Keyword search on "queue": report each line of the records that contains it.

── Study material ──

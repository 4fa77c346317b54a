//! Reply audio playback
//!
//! Frames received during a turn are buffered until the completion marker,
//! joined into one clip, decoded, and played. Clips never overlap: a clip
//! flushed while another is playing waits its turn.

pub mod decode;
pub mod queue;
pub mod sink;

#[cfg(feature = "speaker")]
pub mod speaker;

pub use decode::{ClipDecoder, DecodedClip, SymphoniaDecoder};
pub use queue::{EncodedClip, PlaybackEvent, PlaybackQueue};
pub use sink::{live_sink, AudioSink, TimedSink, WavDirSink};

#[cfg(feature = "speaker")]
pub use speaker::SpeakerSink;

───

* _Solution to the problem_
pub mod queue;
pub use queue::{EncodedClip, PlaybackEvent, PlaybackQueue};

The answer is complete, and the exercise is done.